A half-century ago, the U.S. civil justice system was a much-admired, well-organized process for resolving disputes, generally in public, before juries and independent judges. Today, the system and its participants are often ignored or vilified, public trials are becoming a rarity, many judicial processes occur out of the public eye, and all but the best-resourced litigants are effectively denied full access to the courts and assistance of counsel. The mere act of filing a claim is often avoided by citizens or is rendered either impractical or outright impossible. The important role historically played by litigation in securing private and public rights, checking corporate and personal abuses, and righting wrongs has been seriously impaired.

Has this been a natural evolutionary process of our legal system, or has “war” been declared on the civil justice system, with public accountability seriously undermined?

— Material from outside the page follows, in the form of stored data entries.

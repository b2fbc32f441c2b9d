//! Topic aggregation: fuzzy clustering of student topic requests into canonical approvals.

use std::collections::HashMap;
use std::path::Path;
use std::sync::Arc;

use anyhow::{bail, Context, Result};
use serde::{Deserialize, Serialize};
use strsim::sorensen_dice;
use thiserror::Error;
use topics_core::{
    ApprovalStatus, CoreError, NewTopicApproval, PhaseId, TopicApproval, TopicRequest,
    TopicSubmission,
};
use topics_storage::{BucketFilter, MemoryTopicStore, PgTopicStore, StoreError, TopicStore};
use tracing::{debug, info, info_span, warn, Instrument};
use uuid::Uuid;

pub const CRATE_NAME: &str = "topics-engine";

/// Two topics are duplicates when their similarity is strictly greater than this.
pub const DEFAULT_SIMILARITY_THRESHOLD: f64 = 0.6;

#[derive(Debug, Clone, PartialEq, Serialize, Deserialize)]
#[serde(default)]
pub struct ServiceConfig {
    pub database_url: Option<String>,
    pub similarity_threshold: f64,
    pub reconcile_retries: u32,
    pub web_port: u16,
    pub run_migrations: bool,
}

impl Default for ServiceConfig {
    fn default() -> Self {
        Self {
            database_url: None,
            similarity_threshold: DEFAULT_SIMILARITY_THRESHOLD,
            reconcile_retries: 1,
            web_port: 8000,
            run_migrations: true,
        }
    }
}
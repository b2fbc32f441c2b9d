use anyhow::{Context, Result};
use clap::{Parser, Subcommand};
use topics_core::PhaseId;
use topics_engine::ServiceConfig;
use topics_storage::PgTopicStore;
use tracing_subscriber::{layer::SubscriberExt, util::SubscriberInitExt};

#[derive(Debug, Parser)]
#[command(name = "topics-cli")]
#[command(about = "Alumni topic aggregation engine")]
struct Cli {
    #[command(subcommand)]
    command: Option<Commands>,
}

#[derive(Debug, Subcommand)]
enum Commands {
    /// Run the HTTP API.
    Serve,
    /// Apply pending database migrations.
    Migrate,
    /// Rebuild the approvals of a single (domain, phase) bucket.
    Reconcile {
        #[arg(long)]
        domain: String,
        /// Phase number or selector, e.g. `5` or `"Phase 5"`.
        #[arg(long)]
        phase: String,
    },
    /// Rebuild every approval from every stored request.
    Regenerate,
}

#[tokio::main]
async fn main() -> Result<()> {
    tracing_subscriber::registry()
        .with(
            tracing_subscriber::EnvFilter::try_from_default_env()
                .unwrap_or_else(|_| "topics_cli=info,topics_engine=info,topics_web=info".into()),
        )
        .with(tracing_subscriber::fmt::layer())
        .init();

    let cli = Cli::parse();

    match cli.command.unwrap_or(Commands::Serve) {
        Commands::Serve => {
            topics_web::serve_from_env().await?;
        }
        Commands::Migrate => {
            let config = ServiceConfig::from_env()?;
            let url = config
                .database_url
                .as_deref()
                .context("DATABASE_URL must be set to run migrations")?;
            PgTopicStore::connect(url).await?.migrate().await?;
            tracing::info!("migrations applied");
            println!("migrations applied");
        }
        Commands::Reconcile { domain, phase } => {
            let phase = PhaseId::parse_selector(&phase)?;
            let (_, engine) = topics_engine::engine_from_env().await?;
            let outcome = engine.reconcile(&domain, phase).await?;
            println!(
                "reconciled {} / {}: requests={} approvals={} carried_over={} attempts={}",
                outcome.domain,
                outcome.phase.selector(),
                outcome.requests,
                outcome.approvals,
                outcome.carried_over,
                outcome.attempts
            );
        }
        Commands::Regenerate => {
            let (_, engine) = topics_engine::engine_from_env().await?;
            let summary = engine.regenerate_all().await?;
            println!(
                "regeneration complete: deleted={} requests={} domains={} approvals={}",
                summary.deleted, summary.requests, summary.domains, summary.approvals
            );
        }
    }

    Ok(())
}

The major changes have included:

  • a marked decrease in court filings and public trials;
  • a vast increase in the use of court-annexed or private alternative dispute resolution, often imposed through adhesion contracts and conducted in secret proceedings that leave no public record;
  • changes to court rules that predominantly benefit one side, often imposing high costs on litigants early in the litigation process and effectively discouraging such litigation;
  • aggressive motion practice intended to avoid decisions on the merits;
  • routine use of protective orders, file sealing, and confidentiality “agreements” that keep civil litigation out of the public eye and undermine its deterrent functions;
  • frequent involvement of federal and state legislatures in limiting the powers of the civil courts through such mechanisms as preemption, creation of immunities for favored industries, shortened statutes of limitation, statutes of repose, limits on damage awards and other intrusions on the function of civil juries and the discretion of judges, cost-shifting regimes that threaten to bankrupt ordinary citizens if they dare to enter into litigation, jury fees and/or lack of funding for juries and jury trials that undercut the right to trial by jury;
  • underfunding of the courts; and
  • severe limitations on the ability of groups of similarly situated citizens to aggregate small claims in class actions against larger, better-funded entities.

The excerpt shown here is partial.